• [PROBLEM] For the data below, the lines that hold "Acquire" should be counted; only the resulting number is expected.

• [DATASET RECORDS]
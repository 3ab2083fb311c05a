//! Notification Accumulator
//!
//! Per-attempt download state. Every inbound notification is stripped of its
//! header, counted through the log codec and appended verbatim to the output.
//! The accumulator raises a single logical wake signal when the download
//! completes and each time another progress step is crossed.

use crate::domain::codec::LogCodec;
use std::io::{self, Write};
use std::sync::atomic::{AtomicBool, AtomicU64, Ordering};
use std::sync::Arc;
use tokio::sync::{mpsc, Notify};
use tokio::task::JoinHandle;
use tokio_util::sync::CancellationToken;
use tracing::{debug, warn};

/// Progress shared between the accumulator and the waiting session
#[derive(Debug, Default)]
pub struct DownloadProgress {
    received: AtomicU64,
    done: AtomicBool,
    wake: Notify,
}

impl DownloadProgress {
    pub fn received(&self) -> u64 {
        self.received.load(Ordering::Acquire)
    }

    pub fn is_done(&self) -> bool {
        self.done.load(Ordering::Acquire)
    }

    /// Wait for the next wake. Raises that happened since the last wait
    /// collapse into one.
    pub async fn notified(&self) {
        self.wake.notified().await
    }

    fn raise(&self) {
        // notify_one keeps at most one pending permit
        self.wake.notify_one();
    }
}

pub struct NotificationAccumulator<W: Write> {
    codec: Arc<dyn LogCodec>,
    header_len: usize,
    max_records: u64,
    step: u64,
    next_threshold: u64,
    output: W,
    write_error: Option<io::Error>,
    progress: Arc<DownloadProgress>,
}

impl<W: Write> NotificationAccumulator<W> {
    pub fn new(codec: Arc<dyn LogCodec>, header_len: usize, max_records: u64, output: W) -> Self {
        let step = (max_records / 100).max(1);
        Self {
            codec,
            header_len,
            max_records,
            step,
            next_threshold: step,
            output,
            write_error: None,
            progress: Arc::new(DownloadProgress::default()),
        }
    }

    pub fn progress(&self) -> Arc<DownloadProgress> {
        Arc::clone(&self.progress)
    }

    pub fn received(&self) -> u64 {
        self.progress.received()
    }

    pub fn is_done(&self) -> bool {
        self.progress.is_done()
    }

    /// Handle one notification, in arrival order
    pub fn ingest(&mut self, payload: &[u8]) {
        let Some(body) = payload.get(self.header_len..) else {
            debug!("dropping {}-byte notification shorter than its header", payload.len());
            return;
        };

        let count = self.codec.count_records(body) as u64;
        let received = self.progress.received.fetch_add(count, Ordering::AcqRel) + count;

        if self.write_error.is_none() {
            if let Err(e) = self.output.write_all(body) {
                warn!("Failed to write download data: {}", e);
                self.write_error = Some(e);
            }
        }

        if received > self.max_records && !self.progress.done.swap(true, Ordering::AcqRel) {
            self.progress.raise();
        }
        if received >= self.next_threshold {
            self.next_threshold = (received / self.step + 1) * self.step;
            self.progress.raise();
        }
    }

    /// Flush and release the output, reporting any write failure seen
    pub fn finish(mut self) -> io::Result<W> {
        if let Some(e) = self.write_error.take() {
            return Err(e);
        }
        self.output.flush()?;
        Ok(self.output)
    }
}

/// Feed notifications from `rx` into `acc` until `stop` fires or the link
/// goes away. Anything already queued when `stop` fires is still ingested.
pub fn spawn_pump<W>(
    mut acc: NotificationAccumulator<W>,
    mut rx: mpsc::UnboundedReceiver<Vec<u8>>,
    stop: CancellationToken,
) -> JoinHandle<NotificationAccumulator<W>>
where
    W: Write + Send + 'static,
{
    tokio::spawn(async move {
        loop {
            tokio::select! {
                biased;
                _ = stop.cancelled() => break,
                msg = rx.recv() => match msg {
                    Some(payload) => acc.ingest(&payload),
                    None => break,
                },
            }
        }
        while let Ok(payload) = rx.try_recv() {
            acc.ingest(&payload);
        }
        acc
    })
}

#[cfg(test)]
mod tests {
    use super::*;
    use crate::infrastructure::codec::WedCodec;
    use std::time::Duration;

    fn accel_payload(records: usize) -> Vec<u8> {
        let mut p = vec![0x1B, 0x27, 0x00];
        for _ in 0..records {
            p.extend_from_slice(&[0x01, 1, 2, 3]);
        }
        p
    }

    fn accumulator(max: u64) -> NotificationAccumulator<Vec<u8>> {
        NotificationAccumulator::new(Arc::new(WedCodec::new()), 3, max, Vec::new())
    }

    #[test]
    fn test_strips_header_and_appends_verbatim() {
        let mut acc = accumulator(100);
        acc.ingest(&accel_payload(2));
        acc.ingest(&accel_payload(1));
        assert_eq!(acc.received(), 3);
        let out = acc.finish().unwrap();
        assert_eq!(out.len(), 12);
        assert_eq!(&out[..4], &[0x01, 1, 2, 3]);
    }

    #[test]
    fn test_done_only_after_exceeding_max() {
        let mut acc = accumulator(8);
        acc.ingest(&accel_payload(4));
        acc.ingest(&accel_payload(4));
        // exactly max is not enough
        assert!(!acc.is_done());
        acc.ingest(&accel_payload(1));
        assert!(acc.is_done());
        acc.ingest(&accel_payload(4));
        assert!(acc.is_done());
        assert_eq!(acc.received(), 13);
    }

    #[test]
    fn test_short_payload_ignored() {
        let mut acc = accumulator(1);
        acc.ingest(&[0x1B, 0x27]);
        assert_eq!(acc.received(), 0);
        assert!(acc.finish().unwrap().is_empty());
    }

    #[tokio::test]
    async fn test_wake_raises_collapse() {
        let mut acc = accumulator(1000);
        let progress = acc.progress();
        // crosses several 1% steps with no waiter in between
        for _ in 0..10 {
            acc.ingest(&accel_payload(10));
        }

        progress.notified().await;
        let second = tokio::time::timeout(Duration::from_millis(20), progress.notified()).await;
        assert!(second.is_err(), "multiple raises must collapse to one wake");
    }

    #[tokio::test]
    async fn test_pump_drains_queue_on_stop() {
        let acc = accumulator(100);
        let progress = acc.progress();
        let (tx, rx) = mpsc::unbounded_channel();
        let stop = CancellationToken::new();
        for _ in 0..5 {
            tx.send(accel_payload(2)).unwrap();
        }
        stop.cancel();
        let acc = spawn_pump(acc, rx, stop).await.unwrap();
        assert_eq!(acc.received(), 10);
        assert_eq!(progress.received(), 10);
    }

    struct FailingWriter;

    impl Write for FailingWriter {
        fn write(&mut self, _buf: &[u8]) -> io::Result<usize> {
            Err(io::Error::new(io::ErrorKind::Other, "disk full"))
        }

        fn flush(&mut self) -> io::Result<()> {
            Ok(())
        }
    }

    #[test]
    fn test_write_failure_surfaces_at_finish() {
        let mut acc =
            NotificationAccumulator::new(Arc::new(WedCodec::new()), 3, 1, FailingWriter);
        acc.ingest(&accel_payload(2));
        // counting continues so completion is still seen
        assert!(acc.is_done());
        assert!(acc.finish().is_err());
    }
}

• [SOLUTION BELOW] 2